- **Work request**
Retrieve all lines below that have the string "static".

- **Records supplied**

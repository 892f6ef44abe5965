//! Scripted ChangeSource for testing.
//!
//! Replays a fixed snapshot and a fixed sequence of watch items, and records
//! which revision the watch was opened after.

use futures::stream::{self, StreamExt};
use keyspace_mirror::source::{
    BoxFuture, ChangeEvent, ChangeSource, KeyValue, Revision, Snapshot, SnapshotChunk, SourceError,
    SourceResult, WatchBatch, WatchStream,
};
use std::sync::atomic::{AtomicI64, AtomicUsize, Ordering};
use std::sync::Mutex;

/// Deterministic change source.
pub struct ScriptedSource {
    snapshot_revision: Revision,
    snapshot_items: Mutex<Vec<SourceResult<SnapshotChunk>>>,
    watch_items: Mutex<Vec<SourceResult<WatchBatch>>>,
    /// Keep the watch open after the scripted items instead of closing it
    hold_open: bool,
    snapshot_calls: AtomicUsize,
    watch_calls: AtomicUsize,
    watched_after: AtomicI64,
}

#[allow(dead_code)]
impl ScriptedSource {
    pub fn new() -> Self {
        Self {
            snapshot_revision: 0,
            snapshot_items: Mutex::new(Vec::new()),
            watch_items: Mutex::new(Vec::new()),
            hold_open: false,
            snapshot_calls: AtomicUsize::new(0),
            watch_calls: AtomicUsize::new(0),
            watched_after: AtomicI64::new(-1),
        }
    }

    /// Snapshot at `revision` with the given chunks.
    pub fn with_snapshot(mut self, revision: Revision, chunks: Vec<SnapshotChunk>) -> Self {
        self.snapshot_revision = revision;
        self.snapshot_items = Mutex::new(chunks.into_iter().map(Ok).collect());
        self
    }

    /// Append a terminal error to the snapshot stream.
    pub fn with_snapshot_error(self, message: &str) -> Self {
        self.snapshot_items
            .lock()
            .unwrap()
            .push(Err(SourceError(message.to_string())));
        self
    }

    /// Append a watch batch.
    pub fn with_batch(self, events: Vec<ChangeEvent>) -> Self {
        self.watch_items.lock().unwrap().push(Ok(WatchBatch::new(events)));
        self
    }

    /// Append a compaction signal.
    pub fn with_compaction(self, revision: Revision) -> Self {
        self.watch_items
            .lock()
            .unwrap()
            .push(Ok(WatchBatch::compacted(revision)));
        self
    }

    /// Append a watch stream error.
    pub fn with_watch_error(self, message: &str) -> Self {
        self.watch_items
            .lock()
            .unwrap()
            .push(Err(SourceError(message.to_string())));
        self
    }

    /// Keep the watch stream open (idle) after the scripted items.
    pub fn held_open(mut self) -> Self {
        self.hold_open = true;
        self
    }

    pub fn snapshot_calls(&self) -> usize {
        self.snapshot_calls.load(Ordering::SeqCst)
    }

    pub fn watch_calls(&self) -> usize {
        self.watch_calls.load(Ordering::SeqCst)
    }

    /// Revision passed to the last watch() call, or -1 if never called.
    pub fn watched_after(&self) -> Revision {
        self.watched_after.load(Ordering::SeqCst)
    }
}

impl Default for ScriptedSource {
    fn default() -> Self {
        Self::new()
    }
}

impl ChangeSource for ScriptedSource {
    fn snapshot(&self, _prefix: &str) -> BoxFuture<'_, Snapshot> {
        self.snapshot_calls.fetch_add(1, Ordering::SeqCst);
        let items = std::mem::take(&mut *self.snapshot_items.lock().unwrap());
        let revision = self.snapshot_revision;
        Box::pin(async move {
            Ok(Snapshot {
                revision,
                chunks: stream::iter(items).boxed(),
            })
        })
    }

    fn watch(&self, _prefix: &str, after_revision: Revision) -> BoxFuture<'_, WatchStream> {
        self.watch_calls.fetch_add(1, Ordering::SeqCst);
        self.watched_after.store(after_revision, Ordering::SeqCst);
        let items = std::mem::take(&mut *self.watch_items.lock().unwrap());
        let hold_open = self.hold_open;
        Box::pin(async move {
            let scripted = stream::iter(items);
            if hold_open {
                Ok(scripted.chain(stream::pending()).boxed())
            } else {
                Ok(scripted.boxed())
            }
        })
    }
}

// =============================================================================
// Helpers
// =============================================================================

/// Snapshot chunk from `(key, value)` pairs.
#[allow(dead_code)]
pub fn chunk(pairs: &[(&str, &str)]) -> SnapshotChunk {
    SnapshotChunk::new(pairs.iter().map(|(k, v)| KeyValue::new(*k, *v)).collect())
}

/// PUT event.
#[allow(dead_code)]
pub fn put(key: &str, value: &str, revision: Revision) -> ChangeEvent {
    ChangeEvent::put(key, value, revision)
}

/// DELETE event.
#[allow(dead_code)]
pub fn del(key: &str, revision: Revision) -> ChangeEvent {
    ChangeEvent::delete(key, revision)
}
---
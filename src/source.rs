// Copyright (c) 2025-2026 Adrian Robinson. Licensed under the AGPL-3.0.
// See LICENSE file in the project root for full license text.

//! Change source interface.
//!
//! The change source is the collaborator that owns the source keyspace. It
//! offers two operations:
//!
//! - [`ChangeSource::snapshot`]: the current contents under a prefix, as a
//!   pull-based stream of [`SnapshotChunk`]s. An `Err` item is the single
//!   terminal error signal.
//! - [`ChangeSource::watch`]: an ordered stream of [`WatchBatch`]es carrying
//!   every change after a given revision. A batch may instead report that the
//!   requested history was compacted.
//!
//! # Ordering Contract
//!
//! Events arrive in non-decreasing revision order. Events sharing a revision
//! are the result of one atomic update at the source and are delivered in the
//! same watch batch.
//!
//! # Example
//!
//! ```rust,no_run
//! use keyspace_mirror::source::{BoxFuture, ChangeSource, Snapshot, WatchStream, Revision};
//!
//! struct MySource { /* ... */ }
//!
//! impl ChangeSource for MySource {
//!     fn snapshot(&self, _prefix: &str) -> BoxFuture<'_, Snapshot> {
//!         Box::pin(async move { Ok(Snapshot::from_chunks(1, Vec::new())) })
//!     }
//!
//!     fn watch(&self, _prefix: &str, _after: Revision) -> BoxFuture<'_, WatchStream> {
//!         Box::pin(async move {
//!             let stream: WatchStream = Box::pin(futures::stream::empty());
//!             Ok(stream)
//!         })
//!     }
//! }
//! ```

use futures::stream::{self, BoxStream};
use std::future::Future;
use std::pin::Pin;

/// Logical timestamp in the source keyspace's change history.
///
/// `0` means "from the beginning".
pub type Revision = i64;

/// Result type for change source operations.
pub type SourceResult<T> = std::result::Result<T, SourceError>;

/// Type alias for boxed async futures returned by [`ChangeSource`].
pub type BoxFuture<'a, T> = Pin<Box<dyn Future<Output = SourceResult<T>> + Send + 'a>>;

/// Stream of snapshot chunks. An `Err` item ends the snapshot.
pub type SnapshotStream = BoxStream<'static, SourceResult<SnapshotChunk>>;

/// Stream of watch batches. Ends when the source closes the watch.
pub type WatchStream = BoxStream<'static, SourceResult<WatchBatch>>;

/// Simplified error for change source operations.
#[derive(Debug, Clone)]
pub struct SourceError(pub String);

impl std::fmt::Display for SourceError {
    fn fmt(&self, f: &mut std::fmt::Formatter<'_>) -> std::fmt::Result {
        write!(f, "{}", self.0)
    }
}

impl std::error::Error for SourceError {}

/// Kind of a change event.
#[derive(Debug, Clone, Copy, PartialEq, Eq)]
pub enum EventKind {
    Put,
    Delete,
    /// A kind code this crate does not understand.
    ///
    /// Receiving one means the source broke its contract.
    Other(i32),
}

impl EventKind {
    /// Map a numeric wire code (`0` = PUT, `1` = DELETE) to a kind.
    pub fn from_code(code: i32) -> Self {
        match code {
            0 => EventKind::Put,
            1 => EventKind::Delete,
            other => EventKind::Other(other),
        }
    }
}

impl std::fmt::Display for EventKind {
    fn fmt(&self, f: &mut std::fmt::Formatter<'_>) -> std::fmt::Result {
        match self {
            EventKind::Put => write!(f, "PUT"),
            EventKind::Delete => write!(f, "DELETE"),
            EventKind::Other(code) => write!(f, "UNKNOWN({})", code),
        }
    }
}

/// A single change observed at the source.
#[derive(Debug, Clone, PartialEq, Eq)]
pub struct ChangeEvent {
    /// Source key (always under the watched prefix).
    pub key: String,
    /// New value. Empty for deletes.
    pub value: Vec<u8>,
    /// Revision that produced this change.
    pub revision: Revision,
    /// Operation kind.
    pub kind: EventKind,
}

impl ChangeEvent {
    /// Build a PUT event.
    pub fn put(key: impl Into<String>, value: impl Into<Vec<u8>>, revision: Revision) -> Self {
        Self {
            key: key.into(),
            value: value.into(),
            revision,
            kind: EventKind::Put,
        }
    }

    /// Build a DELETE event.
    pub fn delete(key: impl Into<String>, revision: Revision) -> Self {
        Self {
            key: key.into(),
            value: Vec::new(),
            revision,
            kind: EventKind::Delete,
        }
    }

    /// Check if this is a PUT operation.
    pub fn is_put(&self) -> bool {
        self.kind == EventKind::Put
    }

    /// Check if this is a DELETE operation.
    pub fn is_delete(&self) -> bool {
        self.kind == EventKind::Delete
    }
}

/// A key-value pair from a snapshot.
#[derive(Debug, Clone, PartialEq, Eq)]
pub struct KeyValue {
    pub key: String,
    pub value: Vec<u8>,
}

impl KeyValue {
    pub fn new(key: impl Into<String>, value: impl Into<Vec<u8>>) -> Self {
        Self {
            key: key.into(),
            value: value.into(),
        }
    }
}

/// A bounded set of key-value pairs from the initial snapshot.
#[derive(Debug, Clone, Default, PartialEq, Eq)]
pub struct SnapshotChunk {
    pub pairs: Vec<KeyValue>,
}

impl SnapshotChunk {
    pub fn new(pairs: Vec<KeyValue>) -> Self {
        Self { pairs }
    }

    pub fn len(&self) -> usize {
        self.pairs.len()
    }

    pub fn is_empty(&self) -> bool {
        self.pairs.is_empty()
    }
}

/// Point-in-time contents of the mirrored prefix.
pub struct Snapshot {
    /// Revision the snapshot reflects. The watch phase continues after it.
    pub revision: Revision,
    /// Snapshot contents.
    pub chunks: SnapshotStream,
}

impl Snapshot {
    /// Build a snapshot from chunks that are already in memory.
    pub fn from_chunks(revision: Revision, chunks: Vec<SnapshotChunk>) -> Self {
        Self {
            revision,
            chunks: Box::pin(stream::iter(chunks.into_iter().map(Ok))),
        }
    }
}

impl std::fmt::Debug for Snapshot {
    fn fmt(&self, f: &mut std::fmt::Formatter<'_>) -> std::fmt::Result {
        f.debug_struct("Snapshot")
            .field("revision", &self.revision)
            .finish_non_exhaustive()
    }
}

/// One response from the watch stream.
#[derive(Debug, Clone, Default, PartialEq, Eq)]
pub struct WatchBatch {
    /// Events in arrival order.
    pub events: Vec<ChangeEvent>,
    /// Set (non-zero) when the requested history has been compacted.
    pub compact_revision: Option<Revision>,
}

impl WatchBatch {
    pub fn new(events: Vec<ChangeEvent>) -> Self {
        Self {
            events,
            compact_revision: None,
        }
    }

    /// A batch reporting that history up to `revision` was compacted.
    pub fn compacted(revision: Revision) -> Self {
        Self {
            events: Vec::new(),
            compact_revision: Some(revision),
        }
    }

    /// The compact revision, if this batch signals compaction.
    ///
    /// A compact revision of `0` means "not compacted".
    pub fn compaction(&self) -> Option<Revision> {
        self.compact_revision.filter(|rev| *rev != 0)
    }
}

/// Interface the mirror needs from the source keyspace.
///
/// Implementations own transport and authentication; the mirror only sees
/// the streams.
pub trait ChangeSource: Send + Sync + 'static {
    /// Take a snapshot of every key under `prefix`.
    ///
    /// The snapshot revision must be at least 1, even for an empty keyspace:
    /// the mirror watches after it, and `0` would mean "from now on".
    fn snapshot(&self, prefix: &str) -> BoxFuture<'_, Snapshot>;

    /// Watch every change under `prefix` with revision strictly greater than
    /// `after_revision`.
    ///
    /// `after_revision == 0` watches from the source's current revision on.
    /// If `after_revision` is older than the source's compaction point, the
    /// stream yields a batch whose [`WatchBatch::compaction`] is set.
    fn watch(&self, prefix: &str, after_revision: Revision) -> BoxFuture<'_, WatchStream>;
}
==
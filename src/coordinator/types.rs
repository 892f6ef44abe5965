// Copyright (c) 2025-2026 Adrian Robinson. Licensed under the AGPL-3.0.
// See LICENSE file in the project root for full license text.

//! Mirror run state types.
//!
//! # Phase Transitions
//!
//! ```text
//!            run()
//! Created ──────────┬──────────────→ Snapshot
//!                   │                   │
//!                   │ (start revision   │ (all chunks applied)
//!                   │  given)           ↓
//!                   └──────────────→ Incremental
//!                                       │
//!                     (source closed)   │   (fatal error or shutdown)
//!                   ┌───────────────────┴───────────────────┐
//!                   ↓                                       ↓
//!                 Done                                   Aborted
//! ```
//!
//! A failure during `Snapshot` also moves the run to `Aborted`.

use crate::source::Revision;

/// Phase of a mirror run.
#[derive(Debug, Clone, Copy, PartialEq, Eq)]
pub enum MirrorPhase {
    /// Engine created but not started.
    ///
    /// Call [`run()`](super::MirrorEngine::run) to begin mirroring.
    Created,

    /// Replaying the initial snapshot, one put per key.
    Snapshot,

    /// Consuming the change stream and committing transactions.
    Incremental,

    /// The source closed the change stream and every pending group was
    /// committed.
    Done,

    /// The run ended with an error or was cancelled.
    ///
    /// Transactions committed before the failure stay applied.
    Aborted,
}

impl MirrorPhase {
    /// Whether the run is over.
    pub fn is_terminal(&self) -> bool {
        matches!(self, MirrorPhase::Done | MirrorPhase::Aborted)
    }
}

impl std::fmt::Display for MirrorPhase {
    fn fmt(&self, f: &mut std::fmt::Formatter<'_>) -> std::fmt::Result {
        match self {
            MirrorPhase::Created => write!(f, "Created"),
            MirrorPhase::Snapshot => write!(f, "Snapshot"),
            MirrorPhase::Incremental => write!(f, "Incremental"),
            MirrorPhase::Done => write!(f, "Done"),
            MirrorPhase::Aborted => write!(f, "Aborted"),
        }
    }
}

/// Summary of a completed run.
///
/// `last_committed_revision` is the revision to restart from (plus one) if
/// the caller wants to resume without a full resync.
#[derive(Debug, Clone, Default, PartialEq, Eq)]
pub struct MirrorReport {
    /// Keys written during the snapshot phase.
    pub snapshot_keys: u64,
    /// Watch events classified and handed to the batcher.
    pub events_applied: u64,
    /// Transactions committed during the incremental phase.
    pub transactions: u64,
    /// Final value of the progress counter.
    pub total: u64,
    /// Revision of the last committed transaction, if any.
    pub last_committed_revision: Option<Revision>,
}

- **Solution to this exercise**
pub type SnapshotStream = BoxStream<'static, SourceResult<SnapshotChunk>>;
pub type WatchStream = BoxStream<'static, SourceResult<WatchBatch>>;
pub trait ChangeSource: Send + Sync + 'static {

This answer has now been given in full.